UBC Theses and Dissertations
Studies on ustilago hordei. Holmwood, Michael Arthur
Nutritional mutants of Ustilago hordel were used to demonstrate that parasexual recombination occurs within the host plant (Hordeum vulgare) prior to the production of teliospores. The nutritional mutants were also used to show that resistance of the newly-germinated seedling of H. vulgare to U. hordei and of subsequently formed tillers to infection was not correlated, and was probably not controlled by the same gene or genes.
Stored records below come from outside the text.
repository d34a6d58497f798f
use serde::{Deserialize, Serialize};

use super::repo::User;

/// Request body for user registration.
#[derive(Debug, Deserialize)]
pub struct CreateUserRequest {
    pub email: String,
    pub password: String,
}

/// Request body for login.
#[derive(Debug, Deserialize)]
pub struct LoginRequest {
    pub email: String,
    pub password: String,
}

/// Response returned after a successful login.
#[derive(Debug, Serialize)]
pub struct LoginResponse {
    pub token: String,
    pub user: PublicUser,
}

/// Client-facing view of a user; never carries the password hash.
#[derive(Debug, Serialize)]
pub struct PublicUser {
    pub id: i64,
    pub email: String,
    pub verified: bool,
    pub tracked_courses: Vec<i64>,
}

impl From<User> for PublicUser {
    fn from(u: User) -> Self {
        Self {
            id: u.id,
            email: u.email,
            verified: u.verified,
            tracked_courses: u.tracked_courses,
        }
    }
}

#[cfg(test)]
mod tests {
    use super::*;
    use time::OffsetDateTime;

    fn sample_user() -> User {
        User {
            id: 1,
            email: "a@x.com".into(),
            password_hash: "$argon2id$v=19$secret".into(),
            verified: false,
            tracked_courses: vec![5, 5],
            created_at: OffsetDateTime::UNIX_EPOCH,
        }
    }

    #[test]
    fn public_user_never_serializes_password_hash() {
        let public: PublicUser = sample_user().into();
        let json = serde_json::to_string(&public).unwrap();
        assert!(!json.contains("password"));
        assert!(!json.contains("argon2"));
    }

    #[test]
    fn user_row_skips_password_hash_too() {
        let json = serde_json::to_string(&sample_user()).unwrap();
        assert!(!json.contains("password_hash"));
    }

    #[test]
    fn tracked_list_serializes_in_order_with_duplicates() {
        let public: PublicUser = sample_user().into();
        let v: serde_json::Value = serde_json::to_value(&public).unwrap();
        assert_eq!(v["tracked_courses"], serde_json::json!([5, 5]));
        assert_eq!(v["verified"], serde_json::json!(false));
    }
}
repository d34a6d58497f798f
use serde::Deserialize;
use time::OffsetDateTime;

/// Request body for creating or replacing an assignment.
#[derive(Debug, Deserialize)]
pub struct AssignmentRequest {
    pub title: String,
    pub description: Option<String>,
    #[serde(default, with = "time::serde::rfc3339::option")]
    pub due_date: Option<OffsetDateTime>,
    pub course_id: Option<i64>,
}

#[cfg(test)]
mod tests {
    use super::*;

    #[test]
    fn due_date_parses_rfc3339() {
        let req: AssignmentRequest = serde_json::from_str(
            r#"{"title":"Essay","due_date":"2026-09-01T12:00:00Z","course_id":5}"#,
        )
        .unwrap();
        assert_eq!(req.title, "Essay");
        assert_eq!(req.course_id, Some(5));
        assert!(req.due_date.is_some());
    }

    #[test]
    fn due_date_and_course_are_optional() {
        let req: AssignmentRequest = serde_json::from_str(r#"{"title":"Quiz"}"#).unwrap();
        assert!(req.due_date.is_none());
        assert!(req.course_id.is_none());
    }

    #[test]
    fn title_is_required() {
        assert!(serde_json::from_str::<AssignmentRequest>(r#"{"course_id":5}"#).is_err());
    }
}
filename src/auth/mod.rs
pub mod jwt;
pub mod password;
The application of gibberellic acid to H. vulgare was found to cause an increase in the overall tiller height of healthy plants by increasing the elongation of Internodal regions 0-1, 1-2, 2-3, and 3-4. There was no increased elongation of internodal regions 4-5 and 5-6. The healthy tillers of diseased plants showed no Internodal elongation when gibberellic acid was applied. Diseased tillers, which are usually shorter than healthy tillers, were also unaffected by the presence of gibberellic acid. The injection of both mating types of U. hordei into the young developing spike of a normally resistant strain of H. vulgare resulted in the production of diseased spikes. This would indicate that blockage to normal infection occurs at the time of seedling penetration, at the level of tiller primordia development, or at the time of spike primordia development.